As you know, under the previous NEC forms, it was always important to include a rider in bond wording because of the power of the PM to make an assessment of the sum which would be due to the employer (now referred to as ‘client’ in the NEC4 suite) following an event of default such as the insolvency of the contractor.  The PM’s assessment could only be a forecast because of the time at which it was undertaken.  In contrast, a surety would be agreeing by virtue of its bond to meet actual net damages sustained by the client under the contract.  Therefore, the rider was included to make it clear that the surety would not be bound by a mere assessment made by the PM.

It remains important to include an NEC Rider in any conditional performance bond.

However, now it is vital to consider amending the rider to clarify that the bond will not be responsive to a final assessment which is expressed to be conclusive. Unless careful provisions are drafted to cater for this amendment which is created by NEC4 the surety will lose its right to have the amount of damages and/or costs established and ascertained under the bond forever.

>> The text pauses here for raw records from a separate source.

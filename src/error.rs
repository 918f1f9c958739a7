//! Error handling for the record store

use std::io;
use std::path::PathBuf;
use thiserror::Error;

/// Custom error type for record store operations
#[derive(Error, Debug)]
pub enum StoreError {
    #[error("I/O error: {0}")]
    Io(#[from] io::Error),

    #[error("No file was opened")]
    NoFileOpen,

    #[error("Empty file: the operation needs at least one record")]
    EmptyCollection,

    #[error("Records are not sorted by any known order")]
    UnorderedCollection,

    #[error("No such file or directory: {file}")]
    FileNotFound { file: String },

    #[error("File already exists: {file}")]
    FileExists { file: String },

    #[error("Invalid file name '{name}': {reason}")]
    InvalidFileName { name: String, reason: String },

    #[error("Invalid record: {message}")]
    InvalidRecord { message: String },

    #[error("Record position {position} is out of range (file has {len} records)")]
    IndexOutOfRange { position: usize, len: usize },

    #[error("Parse error at line {line}: {message}")]
    ParseError { line: usize, message: String },

    #[error("Can't create temporary file in {}: {source}", .dir.display())]
    TempFileCreateFailed {
        dir: PathBuf,
        #[source]
        source: io::Error,
    },

    #[error("Can't write temporary file {}: {source}", .path.display())]
    TempFileWriteFailed {
        path: PathBuf,
        #[source]
        source: io::Error,
    },

    #[error("Can't rename temporary file over {}: {source}", .target.display())]
    CommitRenameFailed {
        target: PathBuf,
        #[source]
        source: io::Error,
    },

    #[error("Can't reopen {}: {source}", .path.display())]
    ReopenFailed {
        path: PathBuf,
        #[source]
        source: io::Error,
    },

    #[error("Changes to {} were committed but can't be read back: {source}", .path.display())]
    ReloadFailed {
        path: PathBuf,
        #[source]
        source: Box<StoreError>,
    },

    #[error("Invalid configuration: {message}")]
    InvalidConfig { message: String },
}

impl StoreError {
    /// Returns the appropriate exit code for this error
    pub fn exit_code(&self) -> i32 {
        match self {
            StoreError::Io(_)
            | StoreError::FileNotFound { .. }
            | StoreError::TempFileCreateFailed { .. }
            | StoreError::TempFileWriteFailed { .. }
            | StoreError::CommitRenameFailed { .. }
            | StoreError::ReopenFailed { .. }
            | StoreError::ReloadFailed { .. } => crate::STORE_FAILURE,

            _ => crate::EXIT_FAILURE,
        }
    }

    /// Whether the on-disk file is guaranteed untouched after this error.
    /// False only for failures past the commit rename.
    pub fn original_intact(&self) -> bool {
        !matches!(
            self,
            StoreError::ReopenFailed { .. } | StoreError::ReloadFailed { .. }
        )
    }

    /// Create a file not found error
    pub fn file_not_found(file: &str) -> Self {
        StoreError::FileNotFound {
            file: file.to_string(),
        }
    }

    /// Create a file exists error
    pub fn file_exists(file: &str) -> Self {
        StoreError::FileExists {
            file: file.to_string(),
        }
    }

    /// Create an invalid file name error
    pub fn invalid_file_name(name: &str, reason: &str) -> Self {
        StoreError::InvalidFileName {
            name: name.to_string(),
            reason: reason.to_string(),
        }
    }

    /// Create an invalid record error
    pub fn invalid_record(message: &str) -> Self {
        StoreError::InvalidRecord {
            message: message.to_string(),
        }
    }

    /// Create a parse error for a 1-based line number
    pub fn parse_error(line: usize, message: &str) -> Self {
        StoreError::ParseError {
            line,
            message: message.to_string(),
        }
    }

    /// Create an invalid configuration error
    pub fn invalid_config(message: &str) -> Self {
        StoreError::InvalidConfig {
            message: message.to_string(),
        }
    }
}

/// Result type for record store operations
pub type StoreResult<T> = Result<T, StoreError>;

/// Context trait for attaching a file name to I/O failures
pub trait StoreContext<T> {
    fn with_context<F>(self, f: F) -> StoreResult<T>
    where
        F: FnOnce() -> String;

    fn with_file_context(self, filename: &str) -> StoreResult<T>;
}

impl<T> StoreContext<T> for Result<T, io::Error> {
    fn with_context<F>(self, f: F) -> StoreResult<T>
    where
        F: FnOnce() -> String,
    {
        self.map_err(|io_err| {
            StoreError::Io(io::Error::new(
                io_err.kind(),
                format!("{}: {}", f(), io_err),
            ))
        })
    }

    fn with_file_context(self, filename: &str) -> StoreResult<T> {
        self.map_err(|io_err| match io_err.kind() {
            io::ErrorKind::NotFound => StoreError::file_not_found(filename),
            io::ErrorKind::AlreadyExists => StoreError::file_exists(filename),
            _ => StoreError::Io(io::Error::new(
                io_err.kind(),
                format!("{}: {}", filename, io_err),
            )),
        })
    }
}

New termination provisions

Clause 91.8 introduces a new reason for the client to terminate the contractor’s employment: the carrying out of a Corrupt Act (as defined) by the contractor (i.e. an act of bribery).

Whilst this is a change to the NEC contracts, under most JCT standard form contracts, corruption is already a reason for termination and thus most bonds respond to the consequences of the contractor’s employment being terminated for reasons of corruption unless expressly excluded.

The provision does not extend to the acts of any sub-contractor and it remains to be seen whether the client may wish to include broader rights to terminate for breach where a sub-contractor commits a corrupt act. Look out for this amendment being made to the standard terms of the NEC 4.

Secondary clause X11 allows the client to terminate at will (i.e. where there has been no breach by the contractor). This is an onerous clause for the contractor.  The consequences if the client exercises this option are:

  • The client may complete the works and may use any plant and materials to which it has title (P1);
  • The contractor may be instructed to leave the site and to assign the benefit of any subcontract or other contract related to the performance of the contract to the client (P2);
  • The contractor is entitled to be paid for (A1): 
  • An amount sue assessed as for normal payments;
    • The defined cost for plant and materials;
    • Other defined costs reasonably incurred in expectation of completing the whole of the works;
    • Any amounts retained by the client; and
    • A deduction of any un-repaid balance of an advance payment.
  • In addition, the amount due on termination also includes the defined cost of removing the equipment (A2) and a fee percentage applied to the relevant contract option (A4).

Again, this provision needs to be reviewed by the surety’s legal team and, depending on whether it has been amended (as is often the case), excluded or aligned with the specific bond provisions. For example, if a bond call is triggered by reference to the contractor’s employment being terminated (rather than a specific breach of contract), and then careful consideration will need to be given to limiting or excluding the termination at will so that it does not constitute a breach for the purposes of the bond.

As can be seen from a look at the key changes relevant to the surety market, the NEC 4 suite is very much an evolution and not a revolution.